The aim of this study was to investigate the use of different eHealth platforms among people with diabetes (T1D and T2D) and investigate whether the use of eHealth was associated with SES. Specifically, we tested whether the use of apps, search engines (such as Google), video services (such as YouTube), and social media (such as Facebook) was associated with education and household income, adjusted for gender, age, and self-rated health.

The current cross-sectional study is a part of the DIAcare project [31], investigating relations between eHealth use and the use of provider-based health care services. The project has previously published 3 papers, partly using the same dataset and methodology [11,32,33]. Initially, as described in our protocol paper [31], we planned to use data from the seventh Tromsø Study, conducted in 2015-2016. However, these data were not available to us because of an agreement with another researcher regarding exclusive rights to decide about the collected eHealth data for 3 years. Consequently, we developed a tailored questionnaire on the basis of the specific objectives of this study [31], using relevant questions from other published surveys on health seeking behavior [34,35].
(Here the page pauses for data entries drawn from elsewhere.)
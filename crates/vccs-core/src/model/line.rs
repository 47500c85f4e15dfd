// ── Line definitions ──
//
// A position's panel is a list of slots. Each slot is either a line
// triple `[id, type, label]` or an empty array marking a deliberate gap.

use serde::ser::SerializeSeq;
use serde::{Deserialize, Deserializer, Serialize, Serializer};
use strum::{Display, EnumString};

/// Call semantics of a line. Closed set, encoded on the wire as `0..=3`.
#[derive(
    Debug, Clone, Copy, PartialEq, Eq, Hash, PartialOrd, Ord, Display, EnumString, Serialize,
    Deserialize,
)]
#[serde(try_from = "LineTypeRepr", into = "u8")]
#[strum(serialize_all = "snake_case")]
pub enum LineType {
    Override,
    Ring,
    Shout,
    DialTrunk,
}

impl LineType {
    pub fn code(self) -> u8 {
        match self {
            Self::Override => 0,
            Self::Ring => 1,
            Self::Shout => 2,
            Self::DialTrunk => 3,
        }
    }

    pub fn from_code(code: u8) -> Option<Self> {
        match code {
            0 => Some(Self::Override),
            1 => Some(Self::Ring),
            2 => Some(Self::Shout),
            3 => Some(Self::DialTrunk),
            _ => None,
        }
    }

    pub fn is_shout(self) -> bool {
        self == Self::Shout
    }
}

impl From<LineType> for u8 {
    fn from(value: LineType) -> Self {
        value.code()
    }
}

impl TryFrom<u8> for LineType {
    type Error = String;

    fn try_from(code: u8) -> Result<Self, Self::Error> {
        Self::from_code(code).ok_or_else(|| format!("line type must be 0-3, got {code}"))
    }
}

/// Facility documents write the type either as a number or a numeric string.
#[derive(Deserialize)]
#[serde(untagged)]
enum LineTypeRepr {
    Code(u8),
    Text(String),
}

impl TryFrom<LineTypeRepr> for LineType {
    type Error = String;

    fn try_from(repr: LineTypeRepr) -> Result<Self, Self::Error> {
        match repr {
            LineTypeRepr::Code(code) => Self::try_from(code),
            LineTypeRepr::Text(text) => {
                let code: u8 = text
                    .trim()
                    .parse()
                    .map_err(|_| format!("line type must be 0-3, got '{text}'"))?;
                Self::try_from(code)
            }
        }
    }
}

/// One configured line.
#[derive(Debug, Clone, PartialEq, Eq, Hash)]
pub struct LineDef {
    pub id: String,
    pub line_type: LineType,
    pub label: String,
}

impl LineDef {
    pub fn new(id: impl Into<String>, line_type: LineType, label: impl Into<String>) -> Self {
        Self {
            id: id.into(),
            line_type,
            label: label.into(),
        }
    }
}

/// One slot of a position's line list.
#[derive(Debug, Clone, PartialEq, Eq)]
pub enum LineSlot {
    /// Intentional gap, rendered as an empty slot.
    Placeholder,
    Line(LineDef),
}

impl LineSlot {
    pub fn line(&self) -> Option<&LineDef> {
        match self {
            Self::Placeholder => None,
            Self::Line(def) => Some(def),
        }
    }
}

impl From<LineDef> for LineSlot {
    fn from(def: LineDef) -> Self {
        Self::Line(def)
    }
}

#[derive(Deserialize)]
#[serde(untagged)]
enum RawSlot {
    Line(String, LineType, String),
    Empty([u8; 0]),
}

impl<'de> Deserialize<'de> for LineSlot {
    fn deserialize<D: Deserializer<'de>>(deserializer: D) -> Result<Self, D::Error> {
        Ok(match RawSlot::deserialize(deserializer)? {
            RawSlot::Line(id, line_type, label) => Self::Line(LineDef {
                id,
                line_type,
                label,
            }),
            RawSlot::Empty(_) => Self::Placeholder,
        })
    }
}

impl Serialize for LineSlot {
    fn serialize<S: Serializer>(&self, serializer: S) -> Result<S::Ok, S::Error> {
        match self {
            Self::Placeholder => serializer.serialize_seq(Some(0))?.end(),
            Self::Line(def) => (&def.id, def.line_type.code(), &def.label).serialize(serializer),
        }
    }
}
Email survey data were obtained in January and February 2018 from members of The Norwegian Diabetes Association (NDA). By December 31, 2017, the patient organization had 33,908 members, 53% were women and 47% were men. Around 30% of the members have T1D [36]. The Norwegian Centre for Research Data (NSD) Web Survey distributed the invitations to a randomly selected sample of 5971 individuals (about 18% of all members). We distributed information about the study purpose and what participation would entail together with the invitation. The questionnaire (Multimedia Appendix 1) included questions about demographic and socioeconomic characteristics, health status, including specific questions about duration, severity and treatment of the individuals’ diabetes, and use of and experiences with eHealth. Before data collection, 2 people diagnosed with diabetes and 2 experts from our research group (EÅ and AHH) reviewed and tested the questionnaire several times. Nonrespondents were given 1 reminder, submitted by email 15 days after the first request.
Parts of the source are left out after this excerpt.